Sur l'onde calme et noire où dorment les étoiles
La blanche Ophélia flotte comme un grand lys...

A. Rimbaud

         Cet après-midi roux de septembre, il flottait dans la chambre sur les tentures pâles l'air tiédi de l'automne où jaunissaient d'ocres tristes les longs tilleuls éplorés de l'allée Pasternak, à Prague au bord de la Vltava. Tatjana avait laissé les persiennes entrouvertes. Les colchiques tardives embaumaient le crêpe du jour défunt. Le chuintement des passants nonchalants se brisait sur le haut plafond. Elle se dirigea vers le piano sombre de palissandre d'un pas léger et s'assit pensive. Un rai oblique de lumière frappait les touches d'ivoire. Elle portait une longue robe pastel ornée de guipure de Venise, serrée à la taille et tombant vers le parquet en vagues moirées. L'écume de dentelle venait mourir sur ses poignets fins. Elle saisit sur un guéridon le lourd paquet de partitions que son père avait commandé à Leipzig quelques mois plus tôt. Distraite, elle parcourait les couvertures. Échappées d'un austère chignon, quelques mèches blondes cendrées roulaient sur ses joues, glissaient le long de son cou nacré. La peau parfumée d'amande, blême, s'irisait parfois de furtives rougeurs. Ses lèvres fines, nymphéas solitaires sur le lac opalescent de son visage, cachaient l'émail de ses dents régulières. Ses yeux plus bleus que les sombres cèdres des Sudètes, que les eaux tristes de la Vltava, bleus comme les aubes hésitantes d'avril sur les plateaux de Bohême, striés de gris, dardaient mystérieusement l'éclat de ses dix-sept ans.

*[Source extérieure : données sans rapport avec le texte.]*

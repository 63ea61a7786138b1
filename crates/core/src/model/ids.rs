use serde::{Deserialize, Serialize};
use std::fmt;

/// Identifier issued by the assessment service at registration.
///
/// Opaque to the client; stable once assigned.
#[derive(Clone, PartialEq, Eq, Hash, PartialOrd, Ord, Serialize, Deserialize)]
pub struct StudentId(String);

impl StudentId {
    /// Creates a `StudentId` from the value the service issued.
    #[must_use]
    pub fn new(id: impl Into<String>) -> Self {
        Self(id.into())
    }

    /// Returns the underlying identifier string.
    #[must_use]
    pub fn as_str(&self) -> &str {
        &self.0
    }
}

/// Identifier of a question-bank entry.
#[derive(Clone, PartialEq, Eq, Hash, PartialOrd, Ord, Serialize, Deserialize)]
pub struct QuestionId(String);

impl QuestionId {
    /// Creates a `QuestionId` from the value the service issued.
    #[must_use]
    pub fn new(id: impl Into<String>) -> Self {
        Self(id.into())
    }

    /// Returns the underlying identifier string.
    #[must_use]
    pub fn as_str(&self) -> &str {
        &self.0
    }
}

impl fmt::Debug for StudentId {
    fn fmt(&self, f: &mut fmt::Formatter<'_>) -> fmt::Result {
        write!(f, "StudentId({})", self.0)
    }
}

impl fmt::Debug for QuestionId {
    fn fmt(&self, f: &mut fmt::Formatter<'_>) -> fmt::Result {
        write!(f, "QuestionId({})", self.0)
    }
}

impl fmt::Display for StudentId {
    fn fmt(&self, f: &mut fmt::Formatter<'_>) -> fmt::Result {
        write!(f, "{}", self.0)
    }
}

impl fmt::Display for QuestionId {
    fn fmt(&self, f: &mut fmt::Formatter<'_>) -> fmt::Result {
        write!(f, "{}", self.0)
    }
}
mod catalog;
mod ids;
mod question;
mod stage;
mod user;

pub use catalog::DomainCategory;
pub use ids::{QuestionId, StudentId};
pub use question::{OptionLetter, ParseOptionLetterError, Question, UNSURE_OPTION_TEXT};
pub use stage::Stage;
pub use user::{UserRecord, UserUpdate, progress};
#![forbid(unsafe_code)]

pub mod json_file;
pub mod repository;

pub use json_file::JsonFileStore;
pub use repository::{InMemoryUserStore, StorageError, UserSnapshot, UserStore};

         Elle choisit Schubert qu'elle aimait passionnément car cette musique triste et légère hésitait toujours, se murmurait, étoilait ses rêveries de touches fragiles de mélancolie. Elle ouvrit le cahier maintes fois parcouru, l'impromptu n° 3 en sol bémol majeur. Elle lisait lentement et ne savait dire quel sentiment naissait en elle à parcourir les portées. Pas vraiment de la tristesse, en deçà, une amertume voilée, une joie secrète et pudique, un affadissement du cœur, couleurs passées, automnales de son âme arrêtée au bord d'un chemin creux, battue par les seigles et les pivoines, dans le vent vespéral d'une campagne oubliée. Ses souvenirs d'enfance. La mélodie, simple, s'infusait dans ses yeux, s'envolait  comme un passereau inquiet et surpris. Elle posa le cahier. Le crépuscule gagnait des terres d'ombre dans sa chambre bleutée par les reflets susurrés de la Vltava. Elle tendit ses paupières bas sur l'horizon de ses yeux. Puis, dans les soupirs suspendus de l'heure immobile, éleva ses blanches mains fines comme les pennes argentées des gélinottes blanches. Ses doigts creusèrent avec délicatesse le clavier. Les notes s'élevaient distinctes trouant le silence clair d'un filet métallique. Elle jouait en balançant doucement la tête, faisait voler des mèches sur le sable de son cou. Nuit. Elle reprenait sans cesse les mesures délicates, cherchait une expression, des nuances plus mystérieuses. Elle ralentissait l'introduction si cristalline, si tristement simple. Ses doigts effleuraient les touches, caressaient l'ivoire. Flottaient, flottaient dans l’air poivré de colchiques l’amertume de Schubert, le lin de Venise, les doigts frêles, les bleus de la robe pastel, des reflets expirants de la Vltava et mon esprit rêveur.

 

 

                                                 Oui, c'était bien moi, vent froid des Carpates blanches qui hersait les collines de Moravie, roulait sur l'onde grise de la Vltava, éolien voyage jusqu'à Prague aux sombres demeures gothiques, dans cette chambre calme, un soir de septembre. Arpège du sommeil, j'avais quitté mes laisses de basse mer antillaises. J'escaladai des vertiges de temps et j'écoutais, présence translucide, lémure triste, les phrases secrètes de Schubert fleurir comme un pâle lys sur l'étang lisse du soir. Je regardais les dix-sept ans de la jeune pianiste tchèque apparue dans la sèche vieillesse de mon cœur. Froids déserts, steppes boréales, solitudes familières, sentiments en lambeaux, hachés, dépecés, amours sanguinolentes qui ricanent sous les yeux abrutis de quelques garces cupides, amours corrodées par la fausseté même et les désillusions cinglantes des poésies chétives et mélancoliques nées dans les brumes douces de l'adolescence. Je flottais circulaire autour de son corps fragile, ballerine slave. Je glissais aérien sur les plis de sa robe, haleine sans amarres des cœurs apatrides. J'effeuillais ses épaules aux pétales duveteux. Sur la chair de ses lèvres esquissées, je dessinais des motifs d'arabesques. Petit Poucet, je me perdais dans la forêt de saules dorés de sa chevelure, semant un chemin de baisers. Sur son front, pâle toundra, je buvais les secrets de son père. Je m'allongeais paresseux dans le val de son cou et frémissais du léger roulis que lui donnait la musique. Capiteux instants, Tatjana, que ton aube innocente donnait aux notes de Schubert ces inflexions si tendres, si pures. Et versait sur mes rêves chenus, nymphosés, cet élan gracieux de grand papillon Machaon.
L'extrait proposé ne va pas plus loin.